• [Required action]: Pick every line from the data that holds the word "Some".

• [Available records]:
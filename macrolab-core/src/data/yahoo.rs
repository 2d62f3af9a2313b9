//! Yahoo Finance chart adapter.
//!
//! Fetches daily OHLCV from Yahoo's v8 chart API: a `timestamp` array with
//! parallel `open/high/low/close/volume` arrays where `null` means no value.
//! Timestamps are shifted by `meta.gmtoffset` so each bar lands on its
//! exchange-local trading day.
//!
//! Yahoo has no official API and is subject to unannounced format changes.

use super::http::{HttpFetcher, HttpSettings};
use super::provider::{RawDate, RawRecord, RawSeries, RawValue, SourceAdapter, SourceError};
use crate::domain::DateRange;
use crate::normalize::{FieldMap, Normalizer, SentinelTable};
use reqwest::StatusCode;
use serde::Deserialize;

pub const SOURCE_NAME: &str = "yahoo_chart";
pub const DEFAULT_BASE_URL: &str = "https://query2.finance.yahoo.com/v8/finance/chart";

const PROVIDER_FIELDS: [&str; 5] = ["open", "high", "low", "close", "volume"];

/// Yahoo Finance v8 chart API response.
#[derive(Debug, Deserialize)]
struct ChartResponse {
    chart: ChartResult,
}

#[derive(Debug, Deserialize)]
struct ChartResult {
    result: Option<Vec<ChartData>>,
    error: Option<ChartError>,
}

#[derive(Debug, Deserialize)]
struct ChartError {
    code: String,
    description: String,
}

#[derive(Debug, Deserialize)]
struct ChartData {
    meta: Option<ChartMeta>,
    timestamp: Option<Vec<i64>>,
    indicators: Indicators,
}

#[derive(Debug, Deserialize)]
struct ChartMeta {
    gmtoffset: Option<i64>,
}

#[derive(Debug, Deserialize)]
struct Indicators {
    quote: Vec<QuoteData>,
}

#[derive(Debug, Default, Deserialize)]
struct QuoteData {
    #[serde(default)]
    open: Vec<Option<f64>>,
    #[serde(default)]
    high: Vec<Option<f64>>,
    #[serde(default)]
    low: Vec<Option<f64>>,
    #[serde(default)]
    close: Vec<Option<f64>>,
    #[serde(default)]
    volume: Vec<Option<f64>>,
}

pub struct YahooChartSource {
    http: HttpFetcher,
    base_url: String,
}

impl YahooChartSource {
    pub fn new(settings: &HttpSettings) -> Result<Self, reqwest::Error> {
        Self::with_base_url(settings, DEFAULT_BASE_URL)
    }

    pub fn with_base_url(settings: &HttpSettings, base_url: &str) -> Result<Self, reqwest::Error> {
        Ok(Self {
            http: HttpFetcher::new(settings)?,
            base_url: base_url.trim_end_matches('/').to_string(),
        })
    }

    /// Build the chart API URL. `period2` is the exclusive range end at midnight UTC.
    pub fn chart_url(&self, symbol: &str, range: DateRange) -> String {
        let start_ts = range.start().and_hms_opt(0, 0, 0).map(|dt| dt.and_utc().timestamp());
        let end_ts = range.end().and_hms_opt(0, 0, 0).map(|dt| dt.and_utc().timestamp());
        format!(
            "{}/{symbol}?period1={}&period2={}&interval=1d&includeAdjustedClose=true",
            self.base_url,
            start_ts.unwrap_or_default(),
            end_ts.unwrap_or_default(),
        )
    }
}

/// Parse a chart payload into raw records, keeping only days inside `range`.
pub fn parse_chart(symbol: &str, body: &str, range: DateRange) -> Result<RawSeries, SourceError> {
    let resp: ChartResponse = serde_json::from_str(body)
        .map_err(|e| SourceError::malformed(SOURCE_NAME, symbol, e.to_string()))?;

    let result = match resp.chart.result {
        Some(result) => result,
        None => {
            return Err(match resp.chart.error {
                Some(err) if err.code == "Not Found" => SourceError::empty(SOURCE_NAME, symbol),
                Some(err) => SourceError::unavailable(
                    SOURCE_NAME,
                    symbol,
                    format!("{}: {}", err.code, err.description),
                ),
                None => SourceError::malformed(SOURCE_NAME, symbol, "empty result with no error"),
            })
        }
    };

    let data = result
        .into_iter()
        .next()
        .ok_or_else(|| SourceError::empty(SOURCE_NAME, symbol))?;

    // A range with no trading days comes back without a timestamp array.
    let timestamps = data.timestamp.unwrap_or_default();
    let offset = data.meta.and_then(|m| m.gmtoffset).unwrap_or(0);
    let quote = data.indicators.quote.into_iter().next().unwrap_or_default();
    let columns = [&quote.open, &quote.high, &quote.low, &quote.close, &quote.volume];

    let mut records = Vec::with_capacity(timestamps.len());
    for (i, &ts) in timestamps.iter().enumerate() {
        let date = chrono::DateTime::from_timestamp(ts + offset, 0)
            .map(|dt| dt.date_naive())
            .ok_or_else(|| {
                SourceError::malformed(SOURCE_NAME, symbol, format!("invalid timestamp: {ts}"))
            })?;
        if !range.contains(date) {
            continue;
        }

        let values: Vec<Option<f64>> = columns
            .iter()
            .map(|col| col.get(i).copied().flatten())
            .collect();

        // Holidays come back as all-null rows.
        if values.iter().all(Option::is_none) {
            continue;
        }

        records.push(RawRecord {
            date: RawDate::Day(date),
            values: values.into_iter().map(RawValue::from).collect(),
        });
    }

    if records.is_empty() {
        return Err(SourceError::empty(SOURCE_NAME, symbol));
    }

    Ok(RawSeries {
        key: symbol.to_string(),
        source: SOURCE_NAME.to_string(),
        fields: PROVIDER_FIELDS.iter().map(|f| f.to_string()).collect(),
        records,
    })
}

/// Field renames for chart payloads. Nulls are the only "no data" marker.
pub fn chart_normalizer() -> Normalizer {
    Normalizer::new(
        FieldMap::new([
            ("open", "Open"),
            ("high", "High"),
            ("low", "Low"),
            ("close", "Close"),
            ("volume", "Volume"),
        ]),
        SentinelTable::new(["null"]),
    )
}

impl SourceAdapter for YahooChartSource {
    fn name(&self) -> &str {
        SOURCE_NAME
    }

    fn fetch(&self, key: &str, range: DateRange) -> Result<RawSeries, SourceError> {
        let url = self.chart_url(key, range);
        // Unknown and delisted symbols come back as 404 with a chart error body.
        let body = self
            .http
            .get_text_accepting(SOURCE_NAME, key, &url, &[StatusCode::NOT_FOUND])?;
        parse_chart(key, &body, range)
    }

    fn normalizer(&self) -> Normalizer {
        chart_normalizer()
    }
}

• [Answer to the exercise]:
        Some(result) => result,
                Some(err) if err.code == "Not Found" => SourceError::empty(SOURCE_NAME, symbol),
                Some(err) => SourceError::unavailable(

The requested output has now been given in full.